Forse stanco di parafrasare Heidegger e Jaspers (attività peraltro commendevole e utile) il filosofo Umberto Galimberti si è arruolato anche lui nelle file dei guerrafondai che vogliono vedere Putin mordere la polvere e sconsiglia fortemente, anzi proibisce, di provare a intraprendere ogni negoziato colla Russia. Per giungere a questa apocalittica conclusione Galimberti fa sua la parola d’ordine che viene proclamata a ogni piè sospinto dai combattenti da poltrona che affollano i ranghi di giornalisti, politici e, meno, intellettuali: Putin è il nuovo Hitler e quindi non ha senso perdere tempo colle trattative di pace, il male assoluto va sradicato finché si è in tempo, altrimenti ringalluzzito dai successi il Satana del Cremlino muoverà alla conquista del mondo e, per riprendere la scialba retorica di Enrico Letta, ci ritroveremo i soldati russi dentro casa. I più colti richiamano i precedenti di Danzica, la cui cessione alla Germania avrebbe solleticato gli appetiti del Terzo Reich e più in generale il tentativo fallito di appeasement condotto da Daladier e Chamberlain colla Conferenza di Monaco, che precedette di poco lo scoppio della Seconda Guerra Mondiale.

In realtà tutta questa analisi, il cui senso profondo è che occorre continuare la guerra fino alla vittoria dell’Ucraina, e si propone in questo senso di mobilitare le migliori energie intellettuali dell’Occidente per motivare il popolino a correre il rischio dell’Olocausto nucleare pur di eliminare il Belzebù del Cremlino, fa acqua da tutte le parti. Detto per inciso, paradossalmente alla retorica antinazista si aggrappa anche l’altro contendente, e cioè proprio il Belzebù in questione, tra le motivazioni del quale ritroviamo l’intento di denazificare l’Ucraina, riprendendo a suo vantaggio i fasti della Seconda Guerra Mondiale, che i Russi chiamano Grande Guerra Patria e che hanno vinto, sia detto a profitto di ignoranti e smemorati, loro, con un enorme contributo di sangue nell’ordine di varie decine di milioni di morti (del resto, come si vede anche dalla guerra in corso, i Russi quando fanno la guerra non badano a spese).

Sostenere il contrario significherebbe fare un po’ come Benigni, il quale, pur di vincere l’Oscar fece liberare Auschwitz dagli Americani, ma lasciamo perdere. L’analisi abborracciata dei guerrafondai non sta in piedi perché profondamente priva di senso storico e ignara del contesto in cui si è prodotta la guerra, per capire la quale occorre richiamare alcuni precedenti di grande importanza e cioè soprattutto l’accerchiamento della Russia coll’allargamento della Nato in netta violazione degli impegni assunti dalle Potenze occidentali nel momento della riunificazione della Germania, da un lato, e il rovesciamento del legittimo governo di Yanukovich nel febbraio 2014, dall’altro.

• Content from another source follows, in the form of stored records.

/// GET /api/oauth/:provider/start
///
/// Initiates the flow by redirecting the user to the provider's
/// authorization page.
///
/// # Security
/// - Owner identity from bearer token (when auth is enabled)
/// - Generates a single-use CSRF state parameter (256 bits from the OS
///   CSPRNG), stored in-memory with a bounded lifetime
async fn oauth_start(
    State(state): State<Arc<OAuthAppState>>,
    Path(provider_name): Path<String>,
    headers: HeaderMap,
) -> Result<Redirect, AppError> {
    debug!(provider = %provider_name, "OAuth start requested");

    let provider_config = resolve_provider(&provider_name)?;
    let owner = resolve_owner(&state, &headers)?;

    let csrf_state = state.state_manager.create_state(&owner, &provider_name);
    let redirect_uri = callback_redirect_uri(&state, &provider_name);
    let auth_url = provider_config.build_auth_url(&csrf_state, &redirect_uri);

    info!(
        provider = %provider_name,
        owner = %owner,
        "Redirecting to OAuth provider"
    );

    Ok(Redirect::temporary(&auth_url))
}

/// GET /api/oauth/:provider/callback
///
/// Validates the CSRF state, exchanges the authorization code for tokens,
/// seals them, and persists the credential.
///
/// # Security
/// - State token consumed (removed) before the code exchange is attempted,
///   so a duplicate or replayed callback can never reuse it
/// - Provider error parameters short-circuit before any state is touched
async fn oauth_callback(
    State(state): State<Arc<OAuthAppState>>,
    Path(provider_name): Path<String>,
    Query(callback): Query<OAuthCallback>,
) -> Result<Response, AppError> {
    debug!(provider = %provider_name, "OAuth callback received");

    if let Some(error) = callback.error {
        let description = callback
            .error_description
            .unwrap_or_else(|| "Unknown error".to_string());
        warn!(
            provider = %provider_name,
            error = %error,
            description = %description,
            "OAuth authorization failed"
        );
        return Err(AppError::BadRequest(format!(
            "OAuth authorization failed: {} - {}",
            error, description
        )));
    }

    let code = callback
        .code
        .ok_or_else(|| AppError::BadRequest("Missing 'code' parameter".to_string()))?;
    let csrf_state = callback
        .state
        .ok_or_else(|| AppError::BadRequest("Missing 'state' parameter".to_string()))?;

    // Resolve configuration before touching the state store so a
    // misconfigured provider does not consume the single-use token.
    let provider_config = resolve_provider(&provider_name)?;

    // Some providers re-encode query parameters on redirect; decode once
    // more before lookup.
    let csrf_state = decode_state_param(&csrf_state);

    // Validate and consume — the state is gone from the store past this
    // point even if the exchange below fails.
    let state_entry = state
        .state_manager
        .validate_and_consume(&csrf_state)
        .ok_or(OAuthError::UnknownOrExpiredState)
        .map_err(|e| {
            warn!(provider = %provider_name, error = %e, "Rejecting callback");
            AppError::Unauthorized(format!("{} (possible CSRF attack)", e))
        })?;

    if state_entry.provider != provider_name {
        error!(
            expected = %state_entry.provider,
            actual = %provider_name,
            "Provider name mismatch"
        );
        return Err(AppError::BadRequest("Provider name mismatch".to_string()));
    }

    let owner = state_entry.owner;
    debug!(provider = %provider_name, owner = %owner, "CSRF state validated");

    let redirect_uri = callback_redirect_uri(&state, &provider_name);

    let tokens = exchange::exchange_code_for_token(
        &state.http,
        &provider_config.token_url,
        &code,
        &redirect_uri,
        &provider_config.client_id,
        &provider_config.client_secret,
    )
    .await
    .map_err(|e| {
        error!(provider = %provider_name, error = %e, "Token exchange failed");
        AppError::BadGateway(format!("Failed to exchange authorization code: {}", e))
    })?;

    let credential = StoredCredential::seal(&tokens, &state.encryption_key).map_err(|e| {
        error!(provider = %provider_name, error = %e, "Failed to seal credential");
        AppError::ServerError("Failed to seal credential".to_string())
    })?;

    state
        .credential_store
        .store(&owner, &provider_name, &credential)
        .map_err(|e| {
            error!(
                provider = %provider_name,
                owner = %owner,
                error = %e,
                "Failed to store credential"
            );
            AppError::ServerError("Failed to store credential".to_string())
        })?;

    info!(
        provider = %provider_name,
        owner = %owner,
        has_refresh_token = credential.refresh_token.is_some(),
        "OAuth flow completed successfully"
    );

    Ok(Json(OAuthSuccessResponse {
        success: true,
        message: format!("Successfully connected {}", provider_name),
        provider: provider_name,
    })
    .into_response())
}
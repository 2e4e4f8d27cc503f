use axum::http::HeaderMap;


/// Extract bearer token from HTTP Authorization header
///
/// Expected format: "Authorization: Bearer <token>"
/// Returns the token string if present and valid. The token value is used
/// as the owner identifier for credential operations.
pub fn extract_bearer_token(headers: &HeaderMap) -> Result<String, TokenError> {
    // Get Authorization header
    let auth_header = headers
        .get("authorization")
        .ok_or(TokenError::Missing)?
        .to_str()
        .map_err(|_| TokenError::InvalidFormat)?;

    // Parse "Bearer <token>" format
    parse_bearer_token(auth_header)
}

/// Parse bearer token from Authorization header value
///
/// Internal helper for extract_bearer_token
fn parse_bearer_token(header_value: &str) -> Result<String, TokenError> {
    // Expect "Bearer <token>"
    let parts: Vec<&str> = header_value.splitn(2, ' ').collect();

    if parts.len() != 2 {
        return Err(TokenError::InvalidFormat);
    }

    // Check scheme is "Bearer"
    if parts[0].to_lowercase() != "bearer" {
        return Err(TokenError::InvalidFormat);
    }

    // Get token part
    let token = parts[1].trim();

    // Validate not empty
    if token.is_empty() {
        return Err(TokenError::Empty);
    }

    Ok(token.to_string())
}

/// Token extraction errors
#[derive(Debug, PartialEq, Clone)]
pub enum TokenError {
    /// Authorization header not present
    Missing,
    /// Invalid format (not "Bearer <token>")
    InvalidFormat,
    /// Token is empty string
    Empty,
}

impl std::fmt::Display for TokenError {
    fn fmt(&self, f: &mut std::fmt::Formatter<'_>) -> std::fmt::Result {
        match self {
            TokenError::Missing => write!(f, "Authorization token not provided"),
            TokenError::InvalidFormat => write!(f, "Invalid authorization token format"),
            TokenError::Empty => write!(f, "Authorization token is empty"),
        }
    }
}

impl std::error::Error for TokenError {}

La scelta di estendere la Nato verso Est è stata consapevolmente adottata da parte dei presidenti statunitensi nella consapevolezza che fosse un’occasione da non perdere per ridimensionare la Russia e consolidare e puntellare il sempre più traballante potere degli Stati Uniti sulla scena internazionale, arginando lo slittamento verso un governo multipolare degli affari planetari. È cominciata in sordina, colle strizzatine d’occhio a Gorbacev e le garanzie a Eltsin che anche Mosca sarebbe entrata nella Nato, ma è poi diventata una vera ossessione, man mano che Washington perdeva terreno nel confronto colla Cina, in Medio Oriente e Nordafrica coi vari fallimenti registrati in Iraq, Libia e da ultimo Afghanistan, e finanche sul continente americano dove, nonostante i patetici tentativi di Trump e Pompeo di riesumare la Dottrina Monroe, i popoli hanno deciso di scegliere il proprio destino senza chiedere il permesso del presidente yankee di turno.

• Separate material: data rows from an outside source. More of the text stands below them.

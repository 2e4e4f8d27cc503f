//! AES-256-GCM encryption for credential tokens.
//!
//! Each token is encrypted separately with a fresh random nonce and stored as
//! a `{ciphertext, iv, tag}` triple, base64-encoded for the storage layer.
//! The GCM tag binds the nonce and the ciphertext, so a substituted IV is
//! detected, and the AEAD verifies the tag in constant time before releasing
//! any plaintext. The master key is 32 bytes, supplied base64-encoded at
//! process start, and held only in memory.

use std::fmt;

use aes_gcm::{
    aead::{Aead, AeadCore, KeyInit, OsRng},
    Aes256Gcm, Nonce,
};
use base64::{engine::general_purpose::STANDARD as BASE64, Engine};

use super::EncryptedSecret;

/// Size of the encryption key in bytes (256 bits)
pub const KEY_SIZE: usize = 32;

/// Size of the nonce in bytes (96 bits, standard for GCM)
pub const NONCE_SIZE: usize = 12;

/// Size of the GCM authentication tag in bytes
pub const TAG_SIZE: usize = 16;

/// Cipher failures. Deliberately carry no key, plaintext, or ciphertext
/// material.
#[derive(Debug, Clone, PartialEq, Eq)]
pub enum CipherError {
    /// Master key is not 32 bytes or not valid base64.
    InvalidKey,
    /// A stored field is not valid base64, has the wrong length, or the
    /// recovered plaintext is not UTF-8.
    InvalidSecretFormat,
    /// Integrity verification failed; the secret was modified or the wrong
    /// key was used. No plaintext is released.
    TamperDetected,
}

impl fmt::Display for CipherError {
    fn fmt(&self, f: &mut fmt::Formatter<'_>) -> fmt::Result {
        match self {
            CipherError::InvalidKey => {
                write!(f, "encryption key must be {} bytes, base64-encoded", KEY_SIZE)
            }
            CipherError::InvalidSecretFormat => write!(f, "stored secret has invalid format"),
            CipherError::TamperDetected => write!(f, "integrity verification failed"),
        }
    }
}

impl std::error::Error for CipherError {}

/// Decodes and validates the base64-encoded master key.
pub fn validate_key(key_base64: &str) -> Result<Vec<u8>, CipherError> {
    let key_bytes = BASE64.decode(key_base64).map_err(|_| CipherError::InvalidKey)?;

    if key_bytes.len() != KEY_SIZE {
        return Err(CipherError::InvalidKey);
    }

    Ok(key_bytes)
}

/// Encrypts a plaintext token with AES-256-GCM under a fresh random nonce.
///
/// The nonce is drawn from the OS CSPRNG on every call and never reused with
/// the same key. The returned triple is immutable; decryption never mutates
/// it.
pub fn encrypt(plaintext: &str, key: &[u8]) -> Result<EncryptedSecret, CipherError> {
    let cipher = Aes256Gcm::new_from_slice(key).map_err(|_| CipherError::InvalidKey)?;

    let nonce = Aes256Gcm::generate_nonce(&mut OsRng);

    // The aead crate appends the 16-byte tag to the ciphertext; split it off
    // so the triple is explicit in storage.
    let mut ciphertext = cipher
        .encrypt(&nonce, plaintext.as_bytes())
        .map_err(|_| CipherError::InvalidSecretFormat)?;
    let tag = ciphertext.split_off(ciphertext.len() - TAG_SIZE);

    Ok(EncryptedSecret {
        ciphertext: BASE64.encode(&ciphertext),
        iv: BASE64.encode(nonce),
        tag: BASE64.encode(&tag),
    })
}

/// Decrypts a stored secret, verifying integrity before releasing plaintext.
///
/// Format problems (bad base64, wrong nonce/tag length, non-UTF-8 plaintext)
/// fail with [`CipherError::InvalidSecretFormat`]; any authentication failure
/// fails with [`CipherError::TamperDetected`]. The two are distinct so a
/// tampered secret is never mistaken for a corrupted record.
pub fn decrypt(secret: &EncryptedSecret, key: &[u8]) -> Result<String, CipherError> {
    let cipher = Aes256Gcm::new_from_slice(key).map_err(|_| CipherError::InvalidKey)?;

    let ciphertext = BASE64
        .decode(&secret.ciphertext)
        .map_err(|_| CipherError::InvalidSecretFormat)?;
    let iv = BASE64.decode(&secret.iv).map_err(|_| CipherError::InvalidSecretFormat)?;
    let tag = BASE64.decode(&secret.tag).map_err(|_| CipherError::InvalidSecretFormat)?;

    if iv.len() != NONCE_SIZE || tag.len() != TAG_SIZE {
        return Err(CipherError::InvalidSecretFormat);
    }

    let nonce = Nonce::from_slice(&iv);

    // Reassemble ciphertext || tag for the AEAD. The tag comparison inside
    // the AEAD is constant time, and plaintext is only released after it
    // passes.
    let mut sealed = ciphertext;
    sealed.extend_from_slice(&tag);

    let plaintext_bytes = cipher
        .decrypt(nonce, sealed.as_ref())
        .map_err(|_| CipherError::TamperDetected)?;

    String::from_utf8(plaintext_bytes).map_err(|_| CipherError::InvalidSecretFormat)
}

#[cfg(test)]
mod tests {
    use super::*;

    const KEY: [u8; 32] = [7u8; 32];

    #[test]
    fn key_validation() {
        // Valid 32-byte key (base64-encoded)
        let valid_key = BASE64.encode([0u8; 32]);
        assert!(validate_key(&valid_key).is_ok());

        // Too short
        let short_key = BASE64.encode([0u8; 16]);
        assert_eq!(validate_key(&short_key), Err(CipherError::InvalidKey));

        // Too long
        let long_key = BASE64.encode([0u8; 64]);
        assert_eq!(validate_key(&long_key), Err(CipherError::InvalidKey));

        // Invalid base64
        assert_eq!(validate_key("not-valid-base64!@#$"), Err(CipherError::InvalidKey));
    }

    #[test]
    fn encrypt_decrypt_roundtrip() {
        let plaintext = "my-secret-access-token-12345";

        let secret = encrypt(plaintext, &KEY).expect("encryption failed");
        assert_ne!(secret.ciphertext, plaintext);

        let decrypted = decrypt(&secret, &KEY).expect("decryption failed");
        assert_eq!(decrypted, plaintext);
    }

    #[test]
    fn fresh_iv_per_call() {
        let plaintext = "same-plaintext";

        let first = encrypt(plaintext, &KEY).unwrap();
        let second = encrypt(plaintext, &KEY).unwrap();

        assert_ne!(first.iv, second.iv);
        assert_ne!(first.ciphertext, second.ciphertext);

        assert_eq!(decrypt(&first, &KEY).unwrap(), plaintext);
        assert_eq!(decrypt(&second, &KEY).unwrap(), plaintext);
    }

    #[test]
    fn wrong_key_is_tamper() {
        let other_key = [8u8; 32];
        let secret = encrypt("secret", &KEY).unwrap();

        assert_eq!(decrypt(&secret, &other_key), Err(CipherError::TamperDetected));
    }

    /// Flips one bit of a base64-encoded field and re-encodes it.
    fn flip_bit(field: &str, byte_index: usize) -> String {
        let mut bytes = BASE64.decode(field).unwrap();
        bytes[byte_index] ^= 0x01;
        BASE64.encode(&bytes)
    }

    #[test]
    fn bit_flip_in_ciphertext_detected() {
        let secret = encrypt("secret-token", &KEY).unwrap();
        let len = BASE64.decode(&secret.ciphertext).unwrap().len();

        for i in 0..len {
            let tampered = EncryptedSecret {
                ciphertext: flip_bit(&secret.ciphertext, i),
                ..secret.clone()
            };
            assert_eq!(
                decrypt(&tampered, &KEY),
                Err(CipherError::TamperDetected),
                "flip at ciphertext byte {} not detected",
                i
            );
        }
    }

    #[test]
    fn bit_flip_in_iv_detected() {
        let secret = encrypt("secret-token", &KEY).unwrap();

        for i in 0..NONCE_SIZE {
            let tampered = EncryptedSecret {
                iv: flip_bit(&secret.iv, i),
                ..secret.clone()
            };
            assert_eq!(decrypt(&tampered, &KEY), Err(CipherError::TamperDetected));
        }
    }

    #[test]
    fn bit_flip_in_tag_detected() {
        let secret = encrypt("secret-token", &KEY).unwrap();

        for i in 0..TAG_SIZE {
            let tampered = EncryptedSecret {
                tag: flip_bit(&secret.tag, i),
                ..secret.clone()
            };
            assert_eq!(decrypt(&tampered, &KEY), Err(CipherError::TamperDetected));
        }
    }

    #[test]
    fn swapped_iv_between_ciphertexts_detected() {
        let a = encrypt("token-a", &KEY).unwrap();
        let b = encrypt("token-b", &KEY).unwrap();

        let swapped = EncryptedSecret { iv: b.iv, ..a };
        assert_eq!(decrypt(&swapped, &KEY), Err(CipherError::TamperDetected));
    }

    #[test]
    fn malformed_fields_are_format_errors() {
        let secret = encrypt("secret", &KEY).unwrap();

        let bad_b64 = EncryptedSecret {
            ciphertext: "!!not base64!!".to_string(),
            ..secret.clone()
        };
        assert_eq!(decrypt(&bad_b64, &KEY), Err(CipherError::InvalidSecretFormat));

        let short_iv = EncryptedSecret {
            iv: BASE64.encode([0u8; 4]),
            ..secret.clone()
        };
        assert_eq!(decrypt(&short_iv, &KEY), Err(CipherError::InvalidSecretFormat));

        let short_tag = EncryptedSecret {
            tag: BASE64.encode([0u8; 8]),
            ..secret
        };
        assert_eq!(decrypt(&short_tag, &KEY), Err(CipherError::InvalidSecretFormat));
    }

    #[test]
    fn empty_plaintext_roundtrip() {
        let secret = encrypt("", &KEY).unwrap();
        assert_eq!(decrypt(&secret, &KEY).unwrap(), "");
    }
}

La scelta di rovesciare Yanukovich ha costituito un passaggio essenziale di questa stategia ed è stata in questo senso fatta a Washington molto prima che a Kiev, come rivelato da molte fonti, alcune delle quali, come Julian Assange, potrebbero pagare colla vita questo e altri contributi alla verità storica. Nonostante l’uso un po’ ridicolo della categoria di “rivoluzione”, sia pure colorata, quello di Piazza Maidan e dintorni è stato piuttosto un colpo di Stato, condotto coll’assistenza puntuale degli Stati Uniti (vedi le urla della signora Noland sull’Unione europea che doveva andare a farsi fottere) e la partecipazione decisiva dei gruppi paramilitari di destra che sono stati in seguito arruolati nel Battaglione Azov per derussificare il Donbass a suon di massacri, torture ed esecuzioni sommarie.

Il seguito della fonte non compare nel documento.